Ce sera une histoire courte et à deux niveaux de lectures, un peu comme dans « Braid », mais ce que j'ai écrit jusqu'à présent ne me satisfait pas suffisamment, je suis sûre que je finirai par trouver quelque chose d'intéressant qui puisse tenir la route.

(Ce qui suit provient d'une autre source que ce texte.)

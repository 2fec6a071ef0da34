//! Federated sources and the registry the driver fans out over.
//!
//! A source is anything that can answer a free-text query with a
//! [`ResultBatch`]. Built-in sources are resolved from `[[sources]]` entries
//! in the config; embedders can register their own [`SourceClient`]
//! implementations alongside them.
//!
//! ```text
//! ┌────────────────────────────────────┐
//! │           SourceRegistry           │
//! │  ┌──────────────┐ ┌─────────────┐  │
//! │  │ catalog_file │ │   Custom    │  │
//! │  │   sources    │ │   (Rust)    │  │
//! │  └──────────────┘ └─────────────┘  │
//! └─────────────────┬──────────────────┘
//!                   ▼
//!     FederatedSearchDriver::run()
//! ```

use anyhow::Result;
use async_trait::async_trait;
use serde::Serialize;
use std::sync::Arc;

use catalog_federation_core::models::ResultBatch;

use crate::config::Config;
use crate::source_catalog::CatalogFileSource;

/// A remote or local catalog that can be searched.
///
/// # Example
///
/// ```rust
/// use anyhow::Result;
/// use async_trait::async_trait;
/// use catalog_federation::sources::SourceClient;
/// use catalog_federation_core::models::ResultBatch;
///
/// struct EmptySource;
///
/// #[async_trait]
/// impl SourceClient for EmptySource {
///     fn id(&self) -> &str { "empty" }
///     fn description(&self) -> &str { "Never finds anything" }
///
///     async fn query(&self, _query: &str) -> Result<ResultBatch> {
///         Ok(ResultBatch::default())
///     }
/// }
/// ```
#[async_trait]
pub trait SourceClient: Send + Sync {
    /// Stable identifier; used as the tracker key and stamped on items.
    fn id(&self) -> &str;

    /// One-line description shown by `fedq sources`.
    fn description(&self) -> &str;

    /// Source type identifier (e.g. `"catalog_file"`). Custom sources
    /// default to `"custom"`.
    fn source_type(&self) -> &str {
        "custom"
    }

    /// Run `query` against the source.
    ///
    /// An `Err` is recorded as a fault against this source; it does not
    /// fail the federated search as a whole.
    async fn query(&self, query: &str) -> Result<ResultBatch>;
}

/// Registered sources, in registration order.
pub struct SourceRegistry {
    sources: Vec<Arc<dyn SourceClient>>,
}

impl SourceRegistry {
    pub fn new() -> Self {
        Self {
            sources: Vec::new(),
        }
    }

    /// Create a registry holding every source declared in the config.
    pub fn from_config(config: &Config) -> Self {
        let mut registry = Self::new();
        for cfg in &config.sources {
            match cfg.source_type.as_str() {
                "catalog_file" => registry.register(Arc::new(CatalogFileSource::new(cfg.clone()))),
                other => tracing::warn!(source_id = %cfg.id, source_type = other, "skipping unknown source type"),
            }
        }
        registry
    }

    /// Register a source. A later source with the same id replaces the
    /// earlier one.
    pub fn register(&mut self, source: Arc<dyn SourceClient>) {
        self.sources.retain(|s| s.id() != source.id());
        self.sources.push(source);
    }

    pub fn find(&self, id: &str) -> Option<Arc<dyn SourceClient>> {
        self.sources.iter().find(|s| s.id() == id).cloned()
    }

    pub fn sources(&self) -> &[Arc<dyn SourceClient>] {
        &self.sources
    }

    pub fn ids(&self) -> Vec<String> {
        self.sources.iter().map(|s| s.id().to_string()).collect()
    }

    pub fn len(&self) -> usize {
        self.sources.len()
    }

    pub fn is_empty(&self) -> bool {
        self.sources.is_empty()
    }
}

impl Default for SourceRegistry {
    fn default() -> Self {
        Self::new()
    }
}

/// Configuration and health of one declared source.
#[derive(Debug, Clone, Serialize)]
pub struct SourceStatus {
    pub id: String,
    pub source_type: String,
    pub healthy: bool,
    /// Diagnostic notes (e.g. `"path does not exist"`).
    pub notes: Option<String>,
}

/// Health of every source declared in the config.
pub fn get_sources(config: &Config) -> Vec<SourceStatus> {
    config
        .sources
        .iter()
        .map(|cfg| {
            let exists = cfg.path.exists();
            SourceStatus {
                id: cfg.id.clone(),
                source_type: cfg.source_type.clone(),
                healthy: exists,
                notes: if exists {
                    cfg.description.clone()
                } else {
                    Some(format!("path does not exist: {}", cfg.path.display()))
                },
            }
        })
        .collect()
}

/// Print the `fedq sources` table.
pub fn list_sources(config: &Config) -> Result<()> {
    let statuses = get_sources(config);
    if statuses.is_empty() {
        println!("No sources configured.");
        return Ok(());
    }

    println!("{:<20} {:<14} {:<8} NOTES", "SOURCE", "TYPE", "HEALTHY");
    for s in &statuses {
        println!(
            "{:<20} {:<14} {:<8} {}",
            s.id,
            s.source_type,
            s.healthy,
            s.notes.as_deref().unwrap_or("")
        );
    }
    Ok(())
}
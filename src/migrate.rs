use anyhow::Result;
use sqlx::SqlitePool;

use crate::config::Config;
use crate::db;

/// Create the cache schema in the configured database.
pub async fn run_migrations(config: &Config) -> Result<()> {
    let pool = db::connect(config).await?;
    apply_schema(&pool).await?;
    pool.close().await;
    Ok(())
}

/// Create the cache tables and indexes on an open pool. Idempotent.
pub async fn apply_schema(pool: &SqlitePool) -> Result<()> {
    sqlx::query(
        r#"
        CREATE TABLE IF NOT EXISTS cache_entries (
            fingerprint TEXT PRIMARY KEY,
            source_id TEXT NOT NULL,
            item_id TEXT NOT NULL,
            item_json TEXT NOT NULL,
            stored_at INTEGER NOT NULL
        )
        "#,
    )
    .execute(pool)
    .await?;

    sqlx::query(
        "CREATE INDEX IF NOT EXISTS idx_cache_entries_identity ON cache_entries(source_id, item_id)",
    )
    .execute(pool)
    .await?;
    sqlx::query(
        "CREATE INDEX IF NOT EXISTS idx_cache_entries_stored_at ON cache_entries(stored_at DESC)",
    )
    .execute(pool)
    .await?;

    Ok(())
}
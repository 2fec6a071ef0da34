//! SQLite-backed [`IndexBackend`] implementation.
//!
//! Each cache entry is one row in `cache_entries`, keyed by fingerprint,
//! with the item stored as JSON. Fingerprint and identity filters (`id`,
//! `source-id`) are evaluated in SQL. Other attribute filters narrow the
//! scan in SQL to rows carrying the attribute (`json_type`), then compare
//! values against the decoded item so that matching semantics stay
//! identical to the in-memory backend.
//!
//! Rows whose `item_json` does not decode are skipped with a warning and
//! never fail a query or a delete.

use anyhow::{Context, Result};
use async_trait::async_trait;
use chrono::{DateTime, Utc};
use serde_json::Value;
use sqlx::sqlite::SqliteRow;
use sqlx::{QueryBuilder, Row, Sqlite, SqlitePool};
use tracing::warn;

use catalog_federation_core::fingerprint::Fingerprint;
use catalog_federation_core::index::{finish_batch, CacheQuery, CachedBatch, IndexBackend};
use catalog_federation_core::models::{CacheEntry, Item, ID_ATTRIBUTE, SOURCE_ID_ATTRIBUTE};

/// SQLite implementation of the [`IndexBackend`] trait.
pub struct SqliteIndex {
    pool: SqlitePool,
}

impl SqliteIndex {
    /// Wrap a pool whose schema was created by
    /// [`apply_schema`](crate::migrate::apply_schema).
    pub fn new(pool: SqlitePool) -> Self {
        Self { pool }
    }

    pub fn pool(&self) -> &SqlitePool {
        &self.pool
    }
}

/// Column for identity pseudo-attributes, if `name` is one.
fn identity_column(name: &str) -> Option<&'static str> {
    match name {
        ID_ATTRIBUTE => Some("item_id"),
        SOURCE_ID_ATTRIBUTE => Some("source_id"),
        _ => None,
    }
}

/// JSON path of a named attribute inside `item_json`, if SQLite can
/// address it.
fn attribute_path(name: &str) -> Option<String> {
    (!name.contains('"')).then(|| format!("$.attributes.\"{}\"", name))
}

/// Restrict to rows whose item carries the attribute at `path`. Malformed
/// JSON yields NULL here instead of an SQL error.
fn push_has_attribute(qb: &mut QueryBuilder<'_, Sqlite>, path: String) {
    qb.push(" AND (CASE WHEN json_valid(item_json) THEN json_type(item_json, ")
        .push_bind(path)
        .push(") END) IS NOT NULL");
}

/// Decode a row, logging and discarding it when the stored item is corrupt.
fn decode_row(row: &SqliteRow) -> Option<CacheEntry> {
    match row_to_entry(row) {
        Ok(entry) => Some(entry),
        Err(e) => {
            warn!(error = %format!("{:#}", e), "skipping undecodable cache entry");
            None
        }
    }
}

fn text_values(values: &[Value]) -> Vec<String> {
    values
        .iter()
        .map(|v| match v {
            Value::String(s) => s.clone(),
            other => other.to_string(),
        })
        .collect()
}

fn row_to_entry(row: &SqliteRow) -> Result<CacheEntry> {
    let fingerprint: String = row.get("fingerprint");
    let item_json: String = row.get("item_json");
    let stored_at_ms: i64 = row.get("stored_at");

    let item: Item = serde_json::from_str(&item_json)
        .with_context(|| format!("corrupt cache entry {}", fingerprint))?;
    let stored_at = DateTime::<Utc>::from_timestamp_millis(stored_at_ms).unwrap_or_default();

    Ok(CacheEntry {
        fingerprint: Fingerprint::from_hex(fingerprint),
        item,
        stored_at,
    })
}

#[async_trait]
impl IndexBackend for SqliteIndex {
    async fn upsert(&self, entry: &CacheEntry) -> Result<()> {
        let item_json = serde_json::to_string(&entry.item)?;

        sqlx::query(
            r#"
            INSERT INTO cache_entries (fingerprint, source_id, item_id, item_json, stored_at)
            VALUES (?, ?, ?, ?, ?)
            ON CONFLICT(fingerprint) DO UPDATE SET
                source_id = excluded.source_id,
                item_id = excluded.item_id,
                item_json = excluded.item_json,
                stored_at = excluded.stored_at
            "#,
        )
        .bind(entry.fingerprint.as_str())
        .bind(&entry.item.source_id)
        .bind(&entry.item.id)
        .bind(&item_json)
        .bind(entry.stored_at.timestamp_millis())
        .execute(&self.pool)
        .await?;

        Ok(())
    }

    async fn delete_where(&self, attribute: &str, values: &[Value]) -> Result<usize> {
        if values.is_empty() {
            return Ok(0);
        }

        if let Some(column) = identity_column(attribute) {
            let mut qb: QueryBuilder<Sqlite> = QueryBuilder::new("DELETE FROM cache_entries WHERE ");
            qb.push(column).push(" IN (");
            let mut separated = qb.separated(", ");
            for v in text_values(values) {
                separated.push_bind(v);
            }
            separated.push_unseparated(")");
            let result = qb.build().execute(&self.pool).await?;
            return Ok(result.rows_affected() as usize);
        }

        let mut qb: QueryBuilder<Sqlite> =
            QueryBuilder::new("SELECT fingerprint, item_json, stored_at FROM cache_entries WHERE 1 = 1");
        if let Some(path) = attribute_path(attribute) {
            push_has_attribute(&mut qb, path);
        }

        let mut tx = self.pool.begin().await?;
        let rows = qb.build().fetch_all(&mut *tx).await?;

        let mut removed = 0;
        for row in &rows {
            let Some(entry) = decode_row(row) else {
                continue;
            };
            if entry.item.attribute_matches(attribute, values) {
                sqlx::query("DELETE FROM cache_entries WHERE fingerprint = ?")
                    .bind(entry.fingerprint.as_str())
                    .execute(&mut *tx)
                    .await?;
                removed += 1;
            }
        }

        tx.commit().await?;
        Ok(removed)
    }

    async fn query(&self, criteria: &CacheQuery) -> Result<CachedBatch> {
        criteria.validate()?;

        let mut qb: QueryBuilder<Sqlite> =
            QueryBuilder::new("SELECT fingerprint, item_json, stored_at FROM cache_entries WHERE 1 = 1");

        if let Some(fp) = &criteria.fingerprint {
            qb.push(" AND fingerprint = ").push_bind(fp.as_str().to_string());
        }
        for filter in &criteria.filters {
            if let Some(column) = identity_column(&filter.name) {
                qb.push(" AND ").push(column).push(" IN (");
                let mut separated = qb.separated(", ");
                for v in text_values(&filter.values) {
                    separated.push_bind(v);
                }
                separated.push_unseparated(")");
            } else if let Some(path) = attribute_path(&filter.name) {
                push_has_attribute(&mut qb, path);
            }
        }

        let rows = qb.build().fetch_all(&self.pool).await?;

        let mut matched = Vec::with_capacity(rows.len());
        for row in &rows {
            let Some(entry) = decode_row(row) else {
                continue;
            };
            if criteria.matches(&entry) {
                matched.push(entry);
            }
        }

        Ok(finish_batch(matched, criteria.limit))
    }
}

#[cfg(test)]
mod tests {
    use super::*;
    use crate::db::connect_path;
    use crate::migrate::apply_schema;
    use catalog_federation_core::fingerprint::fingerprint;
    use catalog_federation_core::index::UnsupportedCriteria;
    use serde_json::json;
    use tempfile::TempDir;

    async fn open(tmp: &TempDir) -> SqliteIndex {
        let pool = connect_path(&tmp.path().join("cache.sqlite")).await.unwrap();
        apply_schema(&pool).await.unwrap();
        SqliteIndex::new(pool)
    }

    fn entry(item: Item) -> CacheEntry {
        CacheEntry {
            fingerprint: fingerprint(&item, None).unwrap(),
            item,
            stored_at: Utc::now(),
        }
    }

    #[tokio::test]
    async fn test_upsert_and_query_by_identity() {
        let tmp = TempDir::new().unwrap();
        let index = open(&tmp).await;
        index
            .upsert(&entry(Item::new("s1", "a").with_attribute("title", "Alpha")))
            .await
            .unwrap();
        index.upsert(&entry(Item::new("s2", "a"))).await.unwrap();

        let batch = index
            .query(
                &CacheQuery::new()
                    .attribute(ID_ATTRIBUTE, ["a"])
                    .attribute(SOURCE_ID_ATTRIBUTE, ["s1"]),
            )
            .await
            .unwrap();
        assert_eq!(batch.entries.len(), 1);
        assert_eq!(batch.entries[0].item.attribute("title"), Some(&json!("Alpha")));
    }

    #[tokio::test]
    async fn test_upsert_replaces_row() {
        let tmp = TempDir::new().unwrap();
        let index = open(&tmp).await;
        index
            .upsert(&entry(Item::new("s1", "a").with_attribute("v", 1)))
            .await
            .unwrap();
        index
            .upsert(&entry(Item::new("s1", "a").with_attribute("v", 2)))
            .await
            .unwrap();

        let batch = index.query(&CacheQuery::new()).await.unwrap();
        assert_eq!(batch.hit_count, 1);
        assert_eq!(batch.entries[0].item.attribute("v"), Some(&json!(2)));
    }

    #[tokio::test]
    async fn test_attribute_filters_and_delete() {
        let tmp = TempDir::new().unwrap();
        let index = open(&tmp).await;
        index
            .upsert(&entry(Item::new("s1", "a").with_attribute("tags", json!(["map", "geo"]))))
            .await
            .unwrap();
        index
            .upsert(&entry(Item::new("s1", "b").with_attribute("tags", json!(["doc"]))))
            .await
            .unwrap();

        let maps = index
            .query(&CacheQuery::new().attribute("tags", ["geo"]))
            .await
            .unwrap();
        assert_eq!(maps.entries.len(), 1);
        assert_eq!(maps.entries[0].item.id, "a");

        assert_eq!(index.delete_where("tags", &[json!("doc")]).await.unwrap(), 1);
        assert_eq!(index.delete_where(ID_ATTRIBUTE, &[json!("a")]).await.unwrap(), 1);
        assert_eq!(index.query(&CacheQuery::new()).await.unwrap().hit_count, 0);
    }

    async fn insert_raw(index: &SqliteIndex, fingerprint: &str, item_json: &str) {
        sqlx::query(
            "INSERT INTO cache_entries (fingerprint, source_id, item_id, item_json, stored_at) \
             VALUES (?, 's1', 'raw', ?, 0)",
        )
        .bind(fingerprint)
        .bind(item_json)
        .execute(index.pool())
        .await
        .unwrap();
    }

    #[tokio::test]
    async fn test_corrupt_rows_do_not_break_query_or_delete() {
        let tmp = TempDir::new().unwrap();
        let index = open(&tmp).await;
        index
            .upsert(&entry(Item::new("s1", "a").with_attribute("kind", "map")))
            .await
            .unwrap();
        insert_raw(&index, "zz", "not json").await;
        insert_raw(&index, "zy", r#"{"attributes": {"kind": "map"}}"#).await;

        let maps = index
            .query(&CacheQuery::new().attribute("kind", ["map"]))
            .await
            .unwrap();
        assert_eq!(maps.entries.len(), 1);
        assert_eq!(maps.entries[0].item.id, "a");

        let everything = index.query(&CacheQuery::new()).await.unwrap();
        assert_eq!(everything.hit_count, 1);

        assert_eq!(index.delete_where("kind", &[json!("map")]).await.unwrap(), 1);
        let remaining: i64 = sqlx::query_scalar("SELECT COUNT(*) FROM cache_entries")
            .fetch_one(index.pool())
            .await
            .unwrap();
        assert_eq!(remaining, 2);
    }

    #[tokio::test]
    async fn test_null_attribute_value_is_matchable() {
        let tmp = TempDir::new().unwrap();
        let index = open(&tmp).await;
        index
            .upsert(&entry(Item::new("s1", "a").with_attribute("license", Value::Null)))
            .await
            .unwrap();
        index.upsert(&entry(Item::new("s1", "b"))).await.unwrap();

        let batch = index
            .query(&CacheQuery::new().attribute("license", [Value::Null]))
            .await
            .unwrap();
        assert_eq!(batch.entries.len(), 1);
        assert_eq!(batch.entries[0].item.id, "a");
    }

    #[tokio::test]
    async fn test_query_by_fingerprint() {
        let tmp = TempDir::new().unwrap();
        let index = open(&tmp).await;
        let e = entry(Item::new("s1", "a"));
        index.upsert(&e).await.unwrap();
        index.upsert(&entry(Item::new("s1", "b"))).await.unwrap();

        let batch = index
            .query(&CacheQuery::new().fingerprint(e.fingerprint.clone()))
            .await
            .unwrap();
        assert_eq!(batch.entries.len(), 1);
        assert_eq!(batch.entries[0].fingerprint, e.fingerprint);
    }

    #[tokio::test]
    async fn test_invalid_criteria_is_unsupported() {
        let tmp = TempDir::new().unwrap();
        let index = open(&tmp).await;
        let none: [&str; 0] = [];
        let err = index
            .query(&CacheQuery::new().attribute("tags", none))
            .await
            .unwrap_err();
        assert!(err.downcast_ref::<UnsupportedCriteria>().is_some());
    }
}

Merci beaucoup pour vos retours ils sont très constructif !

----------


## GrmlnsGlx

J'ai fait d'une traite la première zone (25 niveaux), c'est très sympa !  :;): 
Juste une question, je n'ai bien sûr pas pu m’empêcher de cliquer sur le bouton reset des stats, et à la question posé, je n'ai aps compris  s'il faut répondre oui ou non pour ne pas voir ses stats effacés ?(par sécurité j'ai altaberclickedroitéfermé l'exe au cas ou).

----------


## Chmyke

Cool GrmlnsGlx!  Je suis content que tu aies apprécié la Warp 1 car la Warp2 est encore meilleur ! 
Elle est plus riche dans le level design,  il y a plein de nouveaux éléments comme des mines, des fantassins ennemis, des canons,  des ventilateurs, encore plus de piques, et pleins d’autres surprises !
Pour répondre à ta question : Si tu cliques sur « reset stat » puis sur « yes » tu perdras toutes tes étoiles et ta progression. ^^

----------